*WHAT TO PRODUCE*
Retrieve every line of the data holding the word "failures".

Saved entries:
—————

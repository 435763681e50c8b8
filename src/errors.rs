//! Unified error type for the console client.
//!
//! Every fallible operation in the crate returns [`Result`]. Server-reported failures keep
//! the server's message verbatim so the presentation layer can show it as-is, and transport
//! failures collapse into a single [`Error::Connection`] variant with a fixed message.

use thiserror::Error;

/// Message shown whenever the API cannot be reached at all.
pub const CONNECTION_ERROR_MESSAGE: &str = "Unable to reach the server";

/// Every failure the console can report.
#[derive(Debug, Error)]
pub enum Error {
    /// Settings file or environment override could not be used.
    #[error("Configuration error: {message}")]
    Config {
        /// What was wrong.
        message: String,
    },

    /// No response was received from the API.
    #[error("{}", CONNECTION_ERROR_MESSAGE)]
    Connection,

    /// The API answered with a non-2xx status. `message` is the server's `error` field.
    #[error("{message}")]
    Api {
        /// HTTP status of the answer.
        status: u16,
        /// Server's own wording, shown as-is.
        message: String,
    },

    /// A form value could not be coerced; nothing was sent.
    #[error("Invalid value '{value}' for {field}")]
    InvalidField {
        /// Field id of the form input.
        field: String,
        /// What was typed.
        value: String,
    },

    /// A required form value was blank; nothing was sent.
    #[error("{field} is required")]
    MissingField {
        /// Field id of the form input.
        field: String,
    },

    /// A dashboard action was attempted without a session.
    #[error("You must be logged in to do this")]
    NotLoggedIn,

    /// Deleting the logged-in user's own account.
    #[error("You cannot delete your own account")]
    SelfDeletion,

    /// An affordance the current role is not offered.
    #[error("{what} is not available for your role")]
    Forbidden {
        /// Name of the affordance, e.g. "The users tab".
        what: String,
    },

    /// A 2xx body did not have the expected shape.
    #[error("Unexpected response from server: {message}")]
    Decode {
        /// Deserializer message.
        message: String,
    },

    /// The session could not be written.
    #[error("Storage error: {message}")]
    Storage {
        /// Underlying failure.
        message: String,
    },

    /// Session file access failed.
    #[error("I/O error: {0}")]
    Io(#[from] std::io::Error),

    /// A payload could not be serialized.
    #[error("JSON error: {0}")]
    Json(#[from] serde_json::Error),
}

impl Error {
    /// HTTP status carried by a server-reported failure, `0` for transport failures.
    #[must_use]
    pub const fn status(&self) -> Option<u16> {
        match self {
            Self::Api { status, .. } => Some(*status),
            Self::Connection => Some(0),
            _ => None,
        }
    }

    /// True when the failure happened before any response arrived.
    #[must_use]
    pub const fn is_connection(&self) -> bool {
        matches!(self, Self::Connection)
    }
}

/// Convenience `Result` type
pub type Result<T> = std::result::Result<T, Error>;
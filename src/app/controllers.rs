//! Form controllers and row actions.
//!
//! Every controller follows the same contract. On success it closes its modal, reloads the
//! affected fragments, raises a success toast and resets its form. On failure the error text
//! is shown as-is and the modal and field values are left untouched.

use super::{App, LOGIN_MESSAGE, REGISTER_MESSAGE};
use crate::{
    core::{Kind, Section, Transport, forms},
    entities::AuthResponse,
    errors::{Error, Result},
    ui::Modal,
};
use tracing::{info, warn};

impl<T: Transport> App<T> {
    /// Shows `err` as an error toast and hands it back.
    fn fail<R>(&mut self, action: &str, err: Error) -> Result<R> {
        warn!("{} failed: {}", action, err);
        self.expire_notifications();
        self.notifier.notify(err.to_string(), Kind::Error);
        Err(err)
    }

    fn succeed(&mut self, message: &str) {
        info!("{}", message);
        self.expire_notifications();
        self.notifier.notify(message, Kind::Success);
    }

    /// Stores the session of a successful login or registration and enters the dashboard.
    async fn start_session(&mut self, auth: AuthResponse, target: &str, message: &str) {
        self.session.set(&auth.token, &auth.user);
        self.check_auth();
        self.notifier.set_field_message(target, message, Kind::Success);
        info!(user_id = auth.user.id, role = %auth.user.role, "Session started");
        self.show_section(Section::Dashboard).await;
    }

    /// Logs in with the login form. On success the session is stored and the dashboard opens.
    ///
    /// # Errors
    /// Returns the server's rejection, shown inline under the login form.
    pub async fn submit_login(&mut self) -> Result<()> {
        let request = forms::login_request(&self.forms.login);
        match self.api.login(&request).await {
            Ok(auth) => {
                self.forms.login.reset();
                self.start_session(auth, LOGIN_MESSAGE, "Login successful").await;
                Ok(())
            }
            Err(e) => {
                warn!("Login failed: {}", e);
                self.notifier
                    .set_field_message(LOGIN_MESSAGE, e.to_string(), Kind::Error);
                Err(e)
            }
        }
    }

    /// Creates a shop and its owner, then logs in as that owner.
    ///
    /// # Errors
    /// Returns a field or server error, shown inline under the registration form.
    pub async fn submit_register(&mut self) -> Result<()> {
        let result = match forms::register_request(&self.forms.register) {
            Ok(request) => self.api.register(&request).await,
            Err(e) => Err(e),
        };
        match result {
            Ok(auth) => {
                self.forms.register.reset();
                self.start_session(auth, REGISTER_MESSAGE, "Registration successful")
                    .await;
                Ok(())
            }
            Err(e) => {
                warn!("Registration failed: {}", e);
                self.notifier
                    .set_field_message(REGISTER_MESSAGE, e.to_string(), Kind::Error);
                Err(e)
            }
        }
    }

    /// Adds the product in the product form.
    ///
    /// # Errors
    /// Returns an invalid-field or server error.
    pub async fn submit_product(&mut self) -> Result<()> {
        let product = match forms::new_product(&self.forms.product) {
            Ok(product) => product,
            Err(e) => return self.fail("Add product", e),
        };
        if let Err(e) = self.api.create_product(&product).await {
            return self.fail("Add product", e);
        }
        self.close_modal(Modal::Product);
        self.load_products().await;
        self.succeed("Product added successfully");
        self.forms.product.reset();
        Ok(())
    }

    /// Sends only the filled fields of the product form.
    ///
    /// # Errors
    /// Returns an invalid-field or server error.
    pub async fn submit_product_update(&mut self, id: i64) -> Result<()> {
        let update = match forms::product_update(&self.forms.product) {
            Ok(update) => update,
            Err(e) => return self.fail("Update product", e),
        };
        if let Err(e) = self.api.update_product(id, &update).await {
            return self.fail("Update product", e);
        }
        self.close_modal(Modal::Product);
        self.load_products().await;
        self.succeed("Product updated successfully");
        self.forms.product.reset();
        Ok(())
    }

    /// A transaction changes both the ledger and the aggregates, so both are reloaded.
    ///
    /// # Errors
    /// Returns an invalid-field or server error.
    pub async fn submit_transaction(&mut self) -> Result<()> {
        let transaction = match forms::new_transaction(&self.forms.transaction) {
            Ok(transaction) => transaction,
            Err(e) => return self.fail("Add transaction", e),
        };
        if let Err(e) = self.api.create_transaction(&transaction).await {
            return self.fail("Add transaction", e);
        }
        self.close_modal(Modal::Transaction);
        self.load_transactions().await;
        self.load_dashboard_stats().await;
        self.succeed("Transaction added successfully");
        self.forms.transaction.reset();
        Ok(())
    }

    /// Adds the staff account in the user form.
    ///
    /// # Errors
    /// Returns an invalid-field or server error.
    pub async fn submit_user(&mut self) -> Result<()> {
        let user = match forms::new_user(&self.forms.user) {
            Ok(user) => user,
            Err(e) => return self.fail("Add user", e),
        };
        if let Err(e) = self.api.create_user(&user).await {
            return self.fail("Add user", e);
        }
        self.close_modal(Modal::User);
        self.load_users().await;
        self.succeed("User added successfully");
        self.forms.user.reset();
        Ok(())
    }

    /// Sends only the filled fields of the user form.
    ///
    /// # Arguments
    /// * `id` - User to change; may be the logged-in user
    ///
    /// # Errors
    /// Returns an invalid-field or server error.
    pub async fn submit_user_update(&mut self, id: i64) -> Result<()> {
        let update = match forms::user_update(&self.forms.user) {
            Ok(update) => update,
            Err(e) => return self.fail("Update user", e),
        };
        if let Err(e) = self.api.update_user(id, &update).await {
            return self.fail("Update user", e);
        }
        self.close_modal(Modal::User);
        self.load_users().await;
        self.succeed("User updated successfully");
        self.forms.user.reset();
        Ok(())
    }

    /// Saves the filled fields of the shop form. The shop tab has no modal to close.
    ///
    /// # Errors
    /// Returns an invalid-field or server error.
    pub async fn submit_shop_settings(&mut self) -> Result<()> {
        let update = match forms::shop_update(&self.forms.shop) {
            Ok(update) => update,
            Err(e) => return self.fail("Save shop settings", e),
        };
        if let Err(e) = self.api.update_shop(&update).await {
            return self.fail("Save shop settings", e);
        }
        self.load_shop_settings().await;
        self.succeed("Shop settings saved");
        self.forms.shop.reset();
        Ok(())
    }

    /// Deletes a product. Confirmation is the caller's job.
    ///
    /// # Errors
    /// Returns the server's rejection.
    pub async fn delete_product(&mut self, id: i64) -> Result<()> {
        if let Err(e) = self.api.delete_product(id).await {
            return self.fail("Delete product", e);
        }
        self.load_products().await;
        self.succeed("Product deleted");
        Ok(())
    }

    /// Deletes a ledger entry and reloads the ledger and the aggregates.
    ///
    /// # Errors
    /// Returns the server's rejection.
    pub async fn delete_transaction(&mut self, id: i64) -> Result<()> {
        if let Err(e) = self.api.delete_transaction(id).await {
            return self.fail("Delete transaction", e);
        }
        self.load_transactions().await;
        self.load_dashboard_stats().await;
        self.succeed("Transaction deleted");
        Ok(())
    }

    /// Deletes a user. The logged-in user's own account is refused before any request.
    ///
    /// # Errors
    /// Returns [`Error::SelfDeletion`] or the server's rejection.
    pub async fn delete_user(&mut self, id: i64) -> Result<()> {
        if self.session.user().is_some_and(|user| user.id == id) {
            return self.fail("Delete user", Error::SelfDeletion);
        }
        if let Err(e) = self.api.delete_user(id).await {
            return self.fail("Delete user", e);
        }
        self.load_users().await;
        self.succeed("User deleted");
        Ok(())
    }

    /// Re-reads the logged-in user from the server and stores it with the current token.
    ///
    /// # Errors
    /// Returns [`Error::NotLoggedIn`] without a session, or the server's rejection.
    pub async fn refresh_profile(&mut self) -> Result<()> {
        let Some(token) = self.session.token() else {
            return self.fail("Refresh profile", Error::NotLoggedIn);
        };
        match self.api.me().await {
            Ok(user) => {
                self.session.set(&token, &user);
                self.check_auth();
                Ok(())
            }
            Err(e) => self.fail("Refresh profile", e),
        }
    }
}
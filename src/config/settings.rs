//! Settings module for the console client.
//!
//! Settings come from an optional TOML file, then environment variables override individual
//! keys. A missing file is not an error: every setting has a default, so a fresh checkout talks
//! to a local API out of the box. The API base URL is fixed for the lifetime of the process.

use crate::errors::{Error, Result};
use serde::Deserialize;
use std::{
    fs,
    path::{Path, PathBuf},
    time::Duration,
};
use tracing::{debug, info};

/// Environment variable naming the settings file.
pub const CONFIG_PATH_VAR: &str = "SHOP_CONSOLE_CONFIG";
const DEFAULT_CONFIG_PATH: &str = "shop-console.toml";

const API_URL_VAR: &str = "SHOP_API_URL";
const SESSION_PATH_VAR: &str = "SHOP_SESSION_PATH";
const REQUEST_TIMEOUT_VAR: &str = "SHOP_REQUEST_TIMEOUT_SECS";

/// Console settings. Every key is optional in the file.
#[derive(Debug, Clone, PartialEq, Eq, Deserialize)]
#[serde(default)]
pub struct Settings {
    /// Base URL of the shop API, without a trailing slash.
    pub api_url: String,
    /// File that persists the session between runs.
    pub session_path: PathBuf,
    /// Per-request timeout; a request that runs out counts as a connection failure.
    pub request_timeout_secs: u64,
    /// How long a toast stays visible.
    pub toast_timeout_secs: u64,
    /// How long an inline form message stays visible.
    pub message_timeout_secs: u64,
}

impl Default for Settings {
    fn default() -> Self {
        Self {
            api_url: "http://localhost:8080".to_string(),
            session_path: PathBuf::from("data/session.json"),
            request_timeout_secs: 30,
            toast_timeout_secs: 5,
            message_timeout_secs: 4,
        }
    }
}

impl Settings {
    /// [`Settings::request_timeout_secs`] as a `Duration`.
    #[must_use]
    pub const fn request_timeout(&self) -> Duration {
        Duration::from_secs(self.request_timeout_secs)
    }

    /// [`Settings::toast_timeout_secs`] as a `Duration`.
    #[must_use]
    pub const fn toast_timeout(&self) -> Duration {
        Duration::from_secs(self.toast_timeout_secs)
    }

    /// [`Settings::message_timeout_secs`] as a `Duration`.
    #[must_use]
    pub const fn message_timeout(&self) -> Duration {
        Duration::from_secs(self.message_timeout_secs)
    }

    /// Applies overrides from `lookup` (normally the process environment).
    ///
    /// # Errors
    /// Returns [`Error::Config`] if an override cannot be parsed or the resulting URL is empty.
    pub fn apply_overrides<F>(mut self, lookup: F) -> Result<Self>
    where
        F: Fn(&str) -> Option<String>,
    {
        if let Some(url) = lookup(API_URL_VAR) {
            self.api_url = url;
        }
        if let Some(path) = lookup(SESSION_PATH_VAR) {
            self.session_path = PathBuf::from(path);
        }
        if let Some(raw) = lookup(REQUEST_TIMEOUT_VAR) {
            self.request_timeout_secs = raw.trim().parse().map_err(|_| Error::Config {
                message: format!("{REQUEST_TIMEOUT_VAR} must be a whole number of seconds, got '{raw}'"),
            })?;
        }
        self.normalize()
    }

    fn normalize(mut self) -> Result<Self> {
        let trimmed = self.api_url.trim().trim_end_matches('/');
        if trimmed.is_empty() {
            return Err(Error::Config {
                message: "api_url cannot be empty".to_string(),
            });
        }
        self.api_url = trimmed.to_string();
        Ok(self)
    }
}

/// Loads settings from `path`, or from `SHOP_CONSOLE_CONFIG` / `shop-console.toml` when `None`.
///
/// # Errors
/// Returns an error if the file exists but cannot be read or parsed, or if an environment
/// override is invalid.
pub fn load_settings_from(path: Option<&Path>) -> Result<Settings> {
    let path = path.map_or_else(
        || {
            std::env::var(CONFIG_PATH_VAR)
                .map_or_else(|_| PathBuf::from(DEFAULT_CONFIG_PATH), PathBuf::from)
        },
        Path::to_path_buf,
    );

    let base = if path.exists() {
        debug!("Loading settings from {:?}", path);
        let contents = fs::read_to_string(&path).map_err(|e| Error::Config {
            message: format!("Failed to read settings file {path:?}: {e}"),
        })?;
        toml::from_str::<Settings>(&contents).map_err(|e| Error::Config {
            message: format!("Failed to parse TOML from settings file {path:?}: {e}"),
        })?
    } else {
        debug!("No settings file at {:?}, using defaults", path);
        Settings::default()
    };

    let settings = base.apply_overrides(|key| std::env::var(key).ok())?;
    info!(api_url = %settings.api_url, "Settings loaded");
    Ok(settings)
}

—————

*TASK SOLUTION*
//! Every fallible operation in the crate returns [`Result`]. Server-reported failures keep
//! failures collapse into a single [`Error::Connection`] variant with a fixed message.
    /// HTTP status carried by a server-reported failure, `0` for transport failures.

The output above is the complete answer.